### INSTRUCTIONS TO FOLLOW
Word for word, print all of the lines below.
**** DATA FOR ANALYSIS ****
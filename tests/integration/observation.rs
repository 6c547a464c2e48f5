//! Observation integration tests.
//!
//! Tests that verify observers see state transitions and progress of
//! scheduled work, and that lifecycle events are emitted in order.

use deferq::testing::{EchoWorker, ProgressWorker, TestHarness};
use deferq::{Data, Event, JobRequest, JobState, WorkQuery};
use std::time::Duration;

use crate::common::{RecordingHandler, request};

#[tokio::test]
async fn test_observer_sees_progress_and_completion() {
    let steps = [Data::new().with("pct", 50), Data::new().with("pct", 100)];
    let harness = TestHarness::new().with_worker(
        "upload",
        ProgressWorker::new(steps, Duration::from_millis(50)),
    );

    let id = harness.store().submit(request("upload")).await.unwrap();
    let mut observer = harness.store().observe(id);
    let h = harness.start();

    let mut states = Vec::new();
    let mut progress = Vec::new();
    let observed = tokio::time::timeout(Duration::from_secs(5), async {
        while let Some(record) = observer.next().await {
            if states.last() != Some(&record.state) {
                states.push(record.state);
            }
            if let Some(pct) = record.progress.get_int("pct")
                && progress.last() != Some(&pct)
            {
                progress.push(pct);
            }
            if record.is_finished() {
                return record;
            }
        }
        panic!("observer closed before the job finished");
    })
    .await
    .unwrap();

    assert_eq!(observed.state, JobState::Succeeded);
    assert!(observed.progress.is_empty());
    assert_eq!(
        states,
        vec![JobState::Enqueued, JobState::Running, JobState::Succeeded]
    );
    assert_eq!(progress, vec![50, 100]);

    h.shutdown().await.unwrap();
}

#[tokio::test]
async fn test_query_observer_tracks_tagged_work() {
    let h = TestHarness::new().with_worker("echo", EchoWorker).start();
    let tagged = || JobRequest::builder("echo").tag("batch").build().unwrap();

    let mut observer = h.store.observe_query(WorkQuery::new().with_tags(["batch"]));
    let first = h.store.submit(tagged()).await.unwrap();
    let second = h.store.submit(tagged()).await.unwrap();
    h.store.submit(request("echo")).await.unwrap();

    let snapshot = tokio::time::timeout(Duration::from_secs(5), async {
        while let Some(records) = observer.next().await {
            if records.len() == 2 && records.iter().all(|r| r.is_finished()) {
                return records;
            }
        }
        panic!("observer closed before the batch finished");
    })
    .await
    .unwrap();

    assert!(snapshot.iter().any(|r| r.id == first));
    assert!(snapshot.iter().any(|r| r.id == second));
    assert!(snapshot.iter().all(|r| r.state == JobState::Succeeded));

    h.shutdown().await.unwrap();
}

#[tokio::test]
async fn test_events_follow_the_lifecycle() {
    let recorder = RecordingHandler::new();
    let bus = recorder.bus().await;
    let h = TestHarness::new()
        .with_worker("echo", EchoWorker)
        .start_with(|s| s.with_event_bus(bus));

    let id = h.store.submit(request("echo")).await.unwrap();
    h.wait_for_state(&id, JobState::Succeeded).await;
    h.shutdown().await.unwrap();

    let events = recorder.events().await;
    let kinds: Vec<&str> = events
        .iter()
        .filter(|e| e.job_id() == &id)
        .map(|e| match e {
            Event::JobStarted { attempt, .. } => {
                assert_eq!(*attempt, 1);
                "started"
            }
            Event::JobSucceeded { .. } => "succeeded",
            _ => "other",
        })
        .collect();
    assert_eq!(kinds, vec!["started", "succeeded"]);
}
****
### RESPONSE
filename tests/integration/observation.rs
repository 6c547a464c2e48f5
//! Observation integration tests.
//!
//! Tests that verify observers see state transitions and progress of
//! scheduled work, and that lifecycle events are emitted in order.

use deferq::testing::{EchoWorker, ProgressWorker, TestHarness};
use deferq::{Data, Event, JobRequest, JobState, WorkQuery};
use std::time::Duration;

use crate::common::{RecordingHandler, request};

#[tokio::test]
async fn test_observer_sees_progress_and_completion() {
    let steps = [Data::new().with("pct", 50), Data::new().with("pct", 100)];
    let harness = TestHarness::new().with_worker(
        "upload",
        ProgressWorker::new(steps, Duration::from_millis(50)),
    );

    let id = harness.store().submit(request("upload")).await.unwrap();
    let mut observer = harness.store().observe(id);
    let h = harness.start();

    let mut states = Vec::new();
    let mut progress = Vec::new();
    let observed = tokio::time::timeout(Duration::from_secs(5), async {
        while let Some(record) = observer.next().await {
            if states.last() != Some(&record.state) {
                states.push(record.state);
            }
            if let Some(pct) = record.progress.get_int("pct")
                && progress.last() != Some(&pct)
            {
                progress.push(pct);
            }
            if record.is_finished() {
                return record;
            }
        }
        panic!("observer closed before the job finished");
    })
    .await
    .unwrap();

    assert_eq!(observed.state, JobState::Succeeded);
    assert!(observed.progress.is_empty());
    assert_eq!(
        states,
        vec![JobState::Enqueued, JobState::Running, JobState::Succeeded]
    );
    assert_eq!(progress, vec![50, 100]);

    h.shutdown().await.unwrap();
}

#[tokio::test]
async fn test_query_observer_tracks_tagged_work() {
    let h = TestHarness::new().with_worker("echo", EchoWorker).start();
    let tagged = || JobRequest::builder("echo").tag("batch").build().unwrap();

    let mut observer = h.store.observe_query(WorkQuery::new().with_tags(["batch"]));
    let first = h.store.submit(tagged()).await.unwrap();
    let second = h.store.submit(tagged()).await.unwrap();
    h.store.submit(request("echo")).await.unwrap();

    let snapshot = tokio::time::timeout(Duration::from_secs(5), async {
        while let Some(records) = observer.next().await {
            if records.len() == 2 && records.iter().all(|r| r.is_finished()) {
                return records;
            }
        }
        panic!("observer closed before the batch finished");
    })
    .await
    .unwrap();

    assert!(snapshot.iter().any(|r| r.id == first));
    assert!(snapshot.iter().any(|r| r.id == second));
    assert!(snapshot.iter().all(|r| r.state == JobState::Succeeded));

    h.shutdown().await.unwrap();
}

#[tokio::test]
async fn test_events_follow_the_lifecycle() {
    let recorder = RecordingHandler::new();
    let bus = recorder.bus().await;
    let h = TestHarness::new()
        .with_worker("echo", EchoWorker)
        .start_with(|s| s.with_event_bus(bus));

    let id = h.store.submit(request("echo")).await.unwrap();
    h.wait_for_state(&id, JobState::Succeeded).await;
    h.shutdown().await.unwrap();

    let events = recorder.events().await;
    let kinds: Vec<&str> = events
        .iter()
        .filter(|e| e.job_id() == &id)
        .map(|e| match e {
            Event::JobStarted { attempt, .. } => {
                assert_eq!(*attempt, 1);
                "started"
            }
            Event::JobSucceeded { .. } => "succeeded",
            _ => "other",
        })
        .collect();
    assert_eq!(kinds, vec!["started", "succeeded"]);
}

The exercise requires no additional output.